** WORK TO COMPLETE **
The lines to extract run from the first line of the entries through the line that contains "use crate::error::AppResult;"; reproduce exactly those lines and no others.

** ENTRIES SHOWN **

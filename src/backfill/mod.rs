// Usage-event → credit-ledger backfill and balance reconciliation
pub mod classifier;
pub mod migrator;
pub mod reconciler;
pub mod scanner;

use tracing::{info, warn};

use crate::error::AppResult;
use crate::ledger::store::{BalanceSource, LedgerStore, UsageEventSource};
use migrator::{MigrationStats, Migrator, RunMode};
use reconciler::{BalanceReconciler, ReconcileReport, ReconcileScope};
use scanner::ScanCursor;

/// Options for one invocation of the job
#[derive(Debug, Clone, Copy, PartialEq, Eq)]
pub struct JobOptions {
    pub mode: RunMode,
    pub page_size: i64,
    pub start_after: i64,
    pub reconcile: ReconcileScope,
}

#[derive(Debug, Clone, PartialEq, Eq)]
pub struct JobSummary {
    pub mode: RunMode,
    pub migration: MigrationStats,
    pub reconciliation: ReconcileReport,
}

/// Migrate every usage event, then reconcile balances.
pub async fn run_job<S>(store: &S, options: JobOptions) -> AppResult<JobSummary>
where
    S: UsageEventSource + LedgerStore + BalanceSource + ?Sized,
{
    let migrator = Migrator::new(store, store, options.mode, options.page_size);
    let migration = migrator.run(ScanCursor::after(options.start_after)).await?;

    let reconciliation = BalanceReconciler::new(store, store)
        .run(options.reconcile)
        .await?;

    let summary = JobSummary {
        mode: options.mode,
        migration,
        reconciliation,
    };
    log_summary(&summary);

    Ok(summary)
}

fn log_summary(summary: &JobSummary) {
    let m = &summary.migration;
    let r = &summary.reconciliation;

    info!(
        "✓ Backfill complete: mode={:?} processed={} inserted={} skipped={} pending={} last_id={} checked_users={} mismatches={}",
        summary.mode,
        m.processed,
        m.inserted,
        m.skipped,
        m.pending,
        m.last_id,
        r.checked,
        r.mismatches.len()
    );

    if summary.mode == RunMode::DryRun && m.pending > 0 {
        info!("Dry run: re-run with --apply to write {} ledger entries", m.pending);
    }
    if let Some(message) = coverage_warning(r) {
        warn!("{}", message);
    }
}

/// Warning for a sampled reconciliation that left users unchecked.
fn coverage_warning(report: &ReconcileReport) -> Option<String> {
    match report.scope {
        ReconcileScope::Sample(n) if n > 0 && !report.complete => Some(format!(
            "Reconciliation covered a sample of {} users only; use --reconcile-all for a full audit",
            report.checked
        )),
        _ => None,
    }
}

#[cfg(test)]
mod tests {
    use super::*;
    use crate::ledger::memory::MemoryLedger;
    use crate::ledger::models::UsageEvent;
    use chrono::Utc;
    use rust_decimal_macros::dec;

    async fn ledger() -> MemoryLedger {
        let ledger = MemoryLedger::new();
        let events = [
            (1, "alice", "stripe", "payment", dec!(-100)),
            (2, "alice", "flux", "flux-pro", dec!(20)),
            (3, "bob", "stripe", "payment", dec!(-50)),
            (4, "bob", "gemini", "imagen", dec!(10)),
        ];
        for (id, user, provider, model, cost) in events {
            ledger
                .add_event(UsageEvent {
                    id,
                    user_id: user.to_string(),
                    provider: provider.to_string(),
                    model: Some(model.to_string()),
                    cost,
                    balance_after: 0,
                    metadata: serde_json::json!({}),
                    created_at: Utc::now(),
                })
                .await;
        }
        ledger.set_balance("alice", 80).await;
        ledger.set_balance("bob", 100).await;
        ledger
    }

    fn options(mode: RunMode) -> JobOptions {
        JobOptions {
            mode,
            page_size: 3,
            start_after: 0,
            reconcile: ReconcileScope::Sample(50),
        }
    }

    #[tokio::test]
    async fn test_apply_then_reconcile() {
        let ledger = ledger().await;

        let summary = run_job(&ledger, options(RunMode::Apply)).await.unwrap();

        assert_eq!(summary.migration.inserted, 4);
        assert_eq!(summary.reconciliation.checked, 2);
        assert_eq!(summary.reconciliation.mismatches.len(), 1);
        assert_eq!(summary.reconciliation.mismatches[0].user_id, "bob");
        assert_eq!(summary.reconciliation.mismatches[0].ledger_sum, 40);
    }

    #[tokio::test]
    async fn test_dry_run_reports_unmigrated_ledger_as_drift() {
        let ledger = ledger().await;

        let summary = run_job(&ledger, options(RunMode::DryRun)).await.unwrap();

        assert_eq!(summary.migration.pending, 4);
        assert_eq!(summary.migration.inserted, 0);
        assert_eq!(summary.reconciliation.mismatches.len(), 2);
        assert!(ledger.entries().await.is_empty());
    }

    #[tokio::test]
    async fn test_start_after_skips_earlier_events() {
        let ledger = ledger().await;
        let mut opts = options(RunMode::Apply);
        opts.start_after = 2;
        opts.reconcile = ReconcileScope::Skip;

        let summary = run_job(&ledger, opts).await.unwrap();

        assert_eq!(summary.migration.processed, 2);
        assert_eq!(summary.migration.last_id, 4);
        assert_eq!(ledger.fetch_calls().await, 2);
    }

    fn report(scope: ReconcileScope, checked: u64, complete: bool) -> ReconcileReport {
        ReconcileReport {
            scope,
            checked,
            complete,
            mismatches: Vec::new(),
        }
    }

    #[test]
    fn test_coverage_warning_only_for_partial_samples() {
        assert!(coverage_warning(&report(ReconcileScope::Sample(50), 50, false)).is_some());
        assert!(coverage_warning(&report(ReconcileScope::Sample(50), 50, true)).is_none());
        assert!(coverage_warning(&report(ReconcileScope::Sample(0), 0, false)).is_none());
        assert!(coverage_warning(&report(ReconcileScope::All { page_size: 10 }, 3, true)).is_none());
        assert!(coverage_warning(&report(ReconcileScope::Skip, 0, false)).is_none());
    }

    #[tokio::test]
    async fn test_exact_fit_sample_reports_full_coverage() {
        let ledger = ledger().await;
        let mut opts = options(RunMode::Apply);
        opts.reconcile = ReconcileScope::Sample(2);

        let summary = run_job(&ledger, opts).await.unwrap();

        assert_eq!(summary.reconciliation.checked, 2);
        assert!(summary.reconciliation.complete);
        assert!(coverage_warning(&summary.reconciliation).is_none());
    }
}
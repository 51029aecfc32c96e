// Credit ledger storage: models, storage seams and the Postgres repository
pub mod models;
pub mod repository;
pub mod store;

#[cfg(test)]
pub mod memory;

pub use repository::LedgerRepository;
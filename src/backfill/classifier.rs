use serde_json::Value;

use crate::ledger::models::{LedgerReason, LedgerSourceType};

/// Ledger attribution derived from a legacy (provider, model) pair
#[derive(Debug, Clone, Copy, PartialEq, Eq)]
pub struct Classification {
    pub reason: LedgerReason,
    pub source_type: LedgerSourceType,
}

/// Map a legacy usage event's provider/model to a ledger reason and source.
///
/// Rules are checked in order; anything unmatched is a generation job.
pub fn classify(provider: &str, model: Option<&str>) -> Classification {
    match (provider, model) {
        ("stripe", Some("payment")) => Classification {
            reason: LedgerReason::Payment,
            source_type: LedgerSourceType::Payment,
        },
        ("system", Some("refund")) => Classification {
            reason: LedgerReason::Refund,
            source_type: LedgerSourceType::System,
        },
        _ => Classification {
            reason: LedgerReason::Job,
            source_type: LedgerSourceType::Job,
        },
    }
}

/// `paymentId` from event metadata, coerced to a string.
pub fn source_id(metadata: &Value) -> Option<String> {
    match metadata.get("paymentId")? {
        Value::Null => None,
        Value::String(s) => Some(s.clone()),
        other => Some(other.to_string()),
    }
}
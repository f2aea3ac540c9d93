//! Sweep configuration and per-variant argument resolution.

use std::time::Duration;

use crate::error::{BenchError, Result};
use crate::experiment::Experiment;

/// Dropout threshold used by the suite variant.
pub const SUITE_TIMEOUT: Duration = Duration::from_millis(2_000);

/// Flavor of the benchmark runner; each binary pins one.
#[derive(Clone, Copy, Debug, PartialEq, Eq)]
pub enum Variant {
    /// `<base> <powerLimit>`, concat and builder.
    Simple,
    /// `<base> <startPower> <concatPowerLimit> <powerLimit>`, concat bounded separately.
    Split,
    /// No arguments, base 10 over exponents 1..=10, no `^power` token.
    Decimal,
    /// `<base> <powerLimit>`, four strategies with timeout dropout.
    Suite,
}

impl Variant {
    /// Parameter names mapped to positional arguments, in order.
    pub fn positional(self) -> &'static [&'static str] {
        match self {
            Variant::Simple | Variant::Suite => &["base", "powerLimit"],
            Variant::Split => &["base", "startPower", "concatPowerLimit", "powerLimit"],
            Variant::Decimal => &[],
        }
    }

    /// Argument count below which defaults are used.
    pub fn min_args(self) -> usize {
        self.positional().len()
    }

    /// Whether result lines carry the `<base>^<power>` token.
    pub fn shows_power(self) -> bool {
        !matches!(self, Variant::Decimal)
    }

    /// Experiments run per trial, in print order.
    pub fn experiments(self) -> &'static [Experiment] {
        match self {
            Variant::Simple | Variant::Split | Variant::Decimal => {
                &[Experiment::Concat, Experiment::Builder]
            }
            Variant::Suite => &[
                Experiment::Builder,
                Experiment::FastBuilder,
                Experiment::Concat,
                Experiment::Join,
            ],
        }
    }

    /// Configuration used when too few arguments are supplied.
    pub fn defaults(self) -> SweepConfig {
        let (base, power_limit, concat_power_limit) = match self {
            Variant::Simple | Variant::Suite => (2, 27, 27),
            Variant::Split => (2, 27, 21),
            Variant::Decimal => (10, 10, 10),
        };
        SweepConfig {
            variant: self,
            base,
            start_power: 1,
            concat_power_limit,
            power_limit,
            timeout: (self == Variant::Suite).then_some(SUITE_TIMEOUT),
        }
    }

    /// Resolves raw positional arguments into a configuration.
    ///
    /// Fewer than [`Variant::min_args`] values means defaults; the values are
    /// then ignored entirely. Extra trailing values are ignored too.
    pub fn resolve<S: AsRef<str>>(self, args: &[S]) -> Result<SweepConfig> {
        let mut config = self.defaults();
        let names = self.positional();
        if names.is_empty() || args.len() < names.len() {
            return Ok(config);
        }
        let mut parsed = [0u32; 4];
        for (idx, (name, raw)) in names.iter().zip(args).enumerate() {
            parsed[idx] = parse_arg(idx + 1, name, raw.as_ref())?;
        }
        match self {
            Variant::Simple | Variant::Suite => {
                config.base = parsed[0];
                config.power_limit = parsed[1];
                config.concat_power_limit = parsed[1];
            }
            Variant::Split => {
                config.base = parsed[0];
                config.start_power = parsed[1];
                config.concat_power_limit = parsed[2];
                config.power_limit = parsed[3];
            }
            Variant::Decimal => {}
        }
        Ok(config)
    }
}

fn parse_arg(position: usize, name: &'static str, raw: &str) -> Result<u32> {
    raw.trim()
        .parse::<u32>()
        .map_err(|source| BenchError::InvalidArgument {
            position,
            name,
            value: raw.to_string(),
            source,
        })
}

/// Fully resolved run parameters.
#[derive(Clone, Debug, PartialEq, Eq)]
pub struct SweepConfig {
    /// Variant that produced this configuration.
    pub variant: Variant,
    /// Base of the size computation.
    pub base: u32,
    /// First exponent of the sweep.
    pub start_power: u32,
    /// Last exponent (inclusive) at which concat still runs.
    pub concat_power_limit: u32,
    /// Last exponent (inclusive) of the sweep.
    pub power_limit: u32,
    /// Experiments slower than this are dropped for later exponents.
    pub timeout: Option<Duration>,
}

impl SweepConfig {
    /// Exponents visited by the sweep.
    pub fn powers(&self) -> std::ops::RangeInclusive<u32> {
        self.start_power..=self.power_limit
    }

    /// Whether `experiment` is scheduled at `power`.
    pub fn runs_at(&self, experiment: Experiment, power: u32) -> bool {
        !experiment.is_quadratic() || power <= self.concat_power_limit
    }
}
//! Like string-bench, with a separate exponent cutoff for concat.
#![forbid(unsafe_code)]

use concat_bench::{cli, Variant};

fn main() {
    cli::main_for(Variant::Split, "string-bench-split");
}
//! String accumulation strategies under measurement.
//!
//! Every strategy produces the same digit sequence `0123456789012...` of the
//! requested length; only the way the string grows differs.

use std::hint::black_box;

const DIGITS: [&str; 10] = ["0", "1", "2", "3", "4", "5", "6", "7", "8", "9"];

/// Digit appended at `index`: `index mod 10`.
#[inline]
pub fn digit(index: u64) -> &'static str {
    DIGITS[(index % 10) as usize]
}

/// Accumulation strategy exercised by a sweep.
#[derive(Clone, Copy, Debug, PartialEq, Eq, Hash)]
pub enum Experiment {
    /// Copy-on-append growth of an immutable string, O(size²).
    Concat,
    /// Amortized O(1) appends into a [`StringBuilder`].
    Builder,
    /// Builder preallocated to the final length.
    FastBuilder,
    /// Per-digit pieces collected into a vector and joined once.
    Join,
}

impl Experiment {
    /// Label printed as the first field of each result line.
    pub fn label(self) -> &'static str {
        match self {
            Experiment::Concat => "concat",
            Experiment::Builder => "builder",
            Experiment::FastBuilder => "fast-builder",
            Experiment::Join => "join",
        }
    }

    /// Whether this experiment is bounded by the concat exponent limit.
    pub fn is_quadratic(self) -> bool {
        matches!(self, Experiment::Concat)
    }

    /// Builds the digit sequence of length `size` with this strategy.
    pub fn accumulate(self, size: u64) -> Box<str> {
        match self {
            Experiment::Concat => concat(size),
            Experiment::Builder => {
                let mut builder = StringBuilder::new();
                fill(&mut builder, size);
                builder.build().into_boxed_str()
            }
            Experiment::FastBuilder => {
                let mut builder = StringBuilder::with_capacity(capacity_hint(size));
                fill(&mut builder, size);
                builder.into_string().into_boxed_str()
            }
            Experiment::Join => join(size),
        }
    }
}

/// Growable append-only string buffer.
#[derive(Debug, Default, Clone)]
pub struct StringBuilder {
    internal: String,
}

impl StringBuilder {
    /// Creates an empty builder.
    pub fn new() -> Self {
        Self::default()
    }

    /// Creates an empty builder with room for `capacity` bytes.
    pub fn with_capacity(capacity: usize) -> Self {
        Self {
            internal: String::with_capacity(capacity),
        }
    }

    /// Appends `piece` to the end of the buffer.
    pub fn append(&mut self, piece: &str) -> &mut Self {
        self.internal.push_str(piece);
        self
    }

    /// Number of bytes accumulated so far.
    pub fn len(&self) -> usize {
        self.internal.len()
    }

    /// Returns `true` if nothing has been appended.
    pub fn is_empty(&self) -> bool {
        self.internal.is_empty()
    }

    /// Returns an owned copy of the contents; the builder stays usable.
    pub fn build(&self) -> String {
        String::from(self.internal.as_str())
    }

    /// Consumes the builder without copying.
    pub fn into_string(self) -> String {
        self.internal
    }
}

fn fill(builder: &mut StringBuilder, size: u64) {
    for i in 0..size {
        builder.append(digit(i));
    }
}

fn concat(size: u64) -> Box<str> {
    let mut result: Box<str> = Box::from("");
    for i in 0..size {
        // Fresh allocation each step; the previous value is copied, never grown.
        result = black_box([&*result, digit(i)].concat().into_boxed_str());
    }
    result
}

fn join(size: u64) -> Box<str> {
    let mut pieces: Vec<&'static str> = Vec::new();
    for i in 0..size {
        pieces.push(digit(i));
    }
    pieces.concat().into_boxed_str()
}

fn capacity_hint(size: u64) -> usize {
    usize::try_from(size).unwrap_or(usize::MAX)
}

** RESPONSE TO THIS TASK **
filename src/backfill/mod.rs
// Usage-event → credit-ledger backfill and balance reconciliation
pub mod classifier;
pub mod migrator;
pub mod reconciler;
pub mod scanner;

use tracing::{info, warn};

use crate::error::AppResult;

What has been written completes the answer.